Is it good for you or is it bad for you? Who knew? The studies contradicted each other all the time. If we had taken the drugs for the promise of a healthier heart or bones or a longer life or whatever, we would have stopped. We're not stupid. But we were taking the drugs because we felt lousy without them. And, yes, we're still taking them.

It was not a case of the medical establishment putting something over on us. As a matter of fact, 14 years ago, it wasn't easy to get put on hormones. When I first had menopausal symptoms -- such as turning the wrong way onto a one-way street I drove on almost every day of my life; I'll skip the more graphic stuff -- I went to a male GYN recommended by my female internist.

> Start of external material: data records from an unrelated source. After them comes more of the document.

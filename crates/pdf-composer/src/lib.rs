//! PDF composition utilities for assembling planners.
//!
//! This crate provides low-level PDF manipulation using lopdf:
//! - Deep object copying with cycle detection
//! - Document assembly (appending single-page documents in order)
//! - Link annotations (internal GoTo and external URI)
//! - Link extraction from uploaded PDF templates

mod error;
mod extract;
mod links;

pub use error::ComposerError;
pub use extract::{ExtractedLink, extract_links};
pub use links::{
    LinkTarget, add_link_annotation, find_named_annotation, page_ids, page_size, set_link_target,
};

use lopdf::{Dictionary, Document, Object, ObjectId, dictionary};
use std::collections::HashMap;

/// Page attributes a page may inherit from its ancestors in the page tree.
const INHERITABLE: [&[u8]; 4] = [b"Resources", b"MediaBox", b"CropBox", b"Rotate"];

/// A helper struct to manage the state of copying objects between documents.
struct ObjectCopier<'a> {
    source_doc: &'a Document,
    target_doc: &'a mut Document,
    id_map: HashMap<ObjectId, ObjectId>,
}

impl<'a> ObjectCopier<'a> {
    fn new(source_doc: &'a Document, target_doc: &'a mut Document) -> Self {
        Self { source_doc, target_doc, id_map: HashMap::new() }
    }

    /// Deep copies an object from the source document to the target document,
    /// copying each referenced object once.
    fn copy_object(&mut self, source_id: ObjectId) -> Result<ObjectId, lopdf::Error> {
        if let Some(target_id) = self.id_map.get(&source_id) {
            return Ok(*target_id);
        }

        // Reserve the new id before recursing so reference cycles terminate.
        let new_id = self.target_doc.add_object(Object::Null);
        self.id_map.insert(source_id, new_id);

        let obj = self.source_doc.get_object(source_id)?.clone();
        let new_obj = self.remap_references(obj)?;
        self.replace(new_id, new_obj)?;

        Ok(new_id)
    }

    /// Copies a page without its `/Parent` link, folding inherited attributes
    /// into the page so it stands alone in the target's page tree.
    fn copy_page(
        &mut self,
        source_id: ObjectId,
        target_parent: ObjectId,
    ) -> Result<ObjectId, lopdf::Error> {
        if let Some(target_id) = self.id_map.get(&source_id) {
            return Ok(*target_id);
        }

        let new_id = self.target_doc.add_object(Object::Null);
        self.id_map.insert(source_id, new_id);

        let mut page = self.source_doc.get_dictionary(source_id)?.clone();
        for key in INHERITABLE {
            if !page.has(key)
                && let Some(value) = self.inherited(&page, key)
            {
                page.set(key, value);
            }
        }
        page.remove(b"Parent");

        let mut new_page = match self.remap_references(Object::Dictionary(page))? {
            Object::Dictionary(dict) => dict,
            _ => Dictionary::new(),
        };
        new_page.set("Parent", Object::Reference(target_parent));
        self.replace(new_id, Object::Dictionary(new_page))?;

        Ok(new_id)
    }

    fn inherited(&self, page: &Dictionary, key: &[u8]) -> Option<Object> {
        let mut parent = page.get(b"Parent").and_then(Object::as_reference).ok();
        while let Some(parent_id) = parent {
            let node = self.source_doc.get_dictionary(parent_id).ok()?;
            if let Ok(value) = node.get(key) {
                return Some(value.clone());
            }
            parent = node.get(b"Parent").and_then(Object::as_reference).ok();
        }
        None
    }

    fn replace(&mut self, id: ObjectId, obj: Object) -> Result<(), lopdf::Error> {
        match self.target_doc.objects.get_mut(&id) {
            Some(target_obj) => {
                *target_obj = obj;
                Ok(())
            }
            None => Err(lopdf::Error::ObjectNotFound(id)),
        }
    }

    /// Traverses an object and replaces any `Object::Reference` with a new ID
    /// from the target document by recursively calling `copy_object`.
    fn remap_references(&mut self, obj: Object) -> Result<Object, lopdf::Error> {
        match obj {
            Object::Reference(id) => {
                let new_id = self.copy_object(id)?;
                Ok(Object::Reference(new_id))
            }
            Object::Array(arr) => {
                let new_arr = arr
                    .into_iter()
                    .map(|o| self.remap_references(o))
                    .collect::<Result<Vec<_>, _>>()?;
                Ok(Object::Array(new_arr))
            }
            Object::Dictionary(mut dict) => {
                for (_, value) in dict.iter_mut() {
                    *value = self.remap_references(value.clone())?;
                }
                Ok(Object::Dictionary(dict))
            }
            Object::Stream(mut stream) => {
                for (_, value) in stream.dict.iter_mut() {
                    *value = self.remap_references(value.clone())?;
                }
                Ok(Object::Stream(stream))
            }
            _ => Ok(obj),
        }
    }
}

/// Creates a document with an empty page tree, ready to receive pages.
pub fn empty_document() -> Document {
    let mut doc = Document::with_version("1.7");
    let pages_id = doc.add_object(dictionary! {
        "Type" => "Pages",
        "Kids" => Vec::<Object>::new(),
        "Count" => 0,
    });
    let catalog_id = doc.add_object(dictionary! {
        "Type" => "Catalog",
        "Pages" => pages_id,
    });
    doc.trailer.set("Root", catalog_id);
    doc
}

/// Appends all pages of `source` to the end of `target`, in page order.
///
/// Pages and everything they reference (content streams, images, annotations)
/// are copied under fresh object ids, so page geometry is preserved exactly.
pub fn merge_documents(target: &mut Document, source: Document) -> Result<(), ComposerError> {
    let source_pages = source.get_pages();
    if source_pages.is_empty() {
        return Ok(());
    }

    let root_id = target.trailer.get(b"Root")?.as_reference()?;
    let pages_id = target.get_dictionary(root_id)?.get(b"Pages")?.as_reference()?;

    // `get_pages` is keyed by page number, so iteration is already in order.
    let mut copier = ObjectCopier::new(&source, target);
    let mut new_page_refs = Vec::with_capacity(source_pages.len());
    for page_id in source_pages.values() {
        let new_page_id = copier.copy_page(*page_id, pages_id)?;
        new_page_refs.push(Object::Reference(new_page_id));
    }

    let pages_dict = target.get_object_mut(pages_id)?.as_dict_mut()?;
    let mut kids = pages_dict.get(b"Kids")?.as_array()?.clone();
    let original_count = pages_dict.get(b"Count")?.as_i64()?;
    let added = new_page_refs.len() as i64;
    kids.extend(new_page_refs);

    pages_dict.set("Kids", Object::Array(kids));
    pages_dict.set("Count", original_count + added);

    Ok(())
}

/// Concatenates documents into one, preserving input order.
pub fn assemble<I>(documents: I) -> Result<Document, ComposerError>
where
    I: IntoIterator<Item = Document>,
{
    let mut merged = empty_document();
    for doc in documents {
        merge_documents(&mut merged, doc)?;
    }
    log::debug!("[COMPOSER] Assembled {} pages", merged.get_pages().len());
    Ok(merged)
}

While my feet were in stirrups, after he ranted against the editorial policy of the newspaper I worked for, he told me, Oh, this is just how women your age are supposed to feel -- you should see women in their sixties!

I was 44.

So then I went to a female GYN and was told by her nurse that I didn't need to see the doctor, that everything I had described was perfectly natural. I didn't care if it was natural. I didn't want to feel that way.

I tried another female GYN, who had been on hormones for over 10 years. She said she remembered her mother during menopause and when she had seen the same symptoms, rushed to hormone replacement. She even had her 90-something mother, with breast cancer, on HRT.

It wasn't that I always felt great on the hormones; I just figured I would feel worse off them. I went off them for the first time a couple of months ago -- temporarily, on the advice of my GYN, because a uterine fibroid was acting up. (Would this happen if I hadn't been on hormones all these years?) After five drug-free weeks, I would not have left his office without a prescription. In fact, he wanted me to start a new HRT regimen a week from that date, and I said, "I need something now!"

When I got to France, in the chateau where we stayed with friends and friends of friends, I noticed one woman mixing some kind of drink in a little orange juice container every morning. When I asked what it was and what it was doing for her, she said it was soy, and she hoped it would control the hot flashes she had been having for five years. She was 50. I told her a friend here had started using wild yam cream for the same thing, and she rolled her eyes. It had worked for a couple of months, she said. Everything she had tried had worked, at first. She didn't want to take hormones, because she had a sister with breast cancer.

Back in Tampa, I was in the locker room at the gym talking to my friend on the wild yam cream about the aborted study. An older woman looked up from tying her sneaker. "I've been on hormones since 1978," she said. "I'm not stopping. My blood pressure is good, my heart is good. I'm healthy. They better not tell me I can't take them anymore!"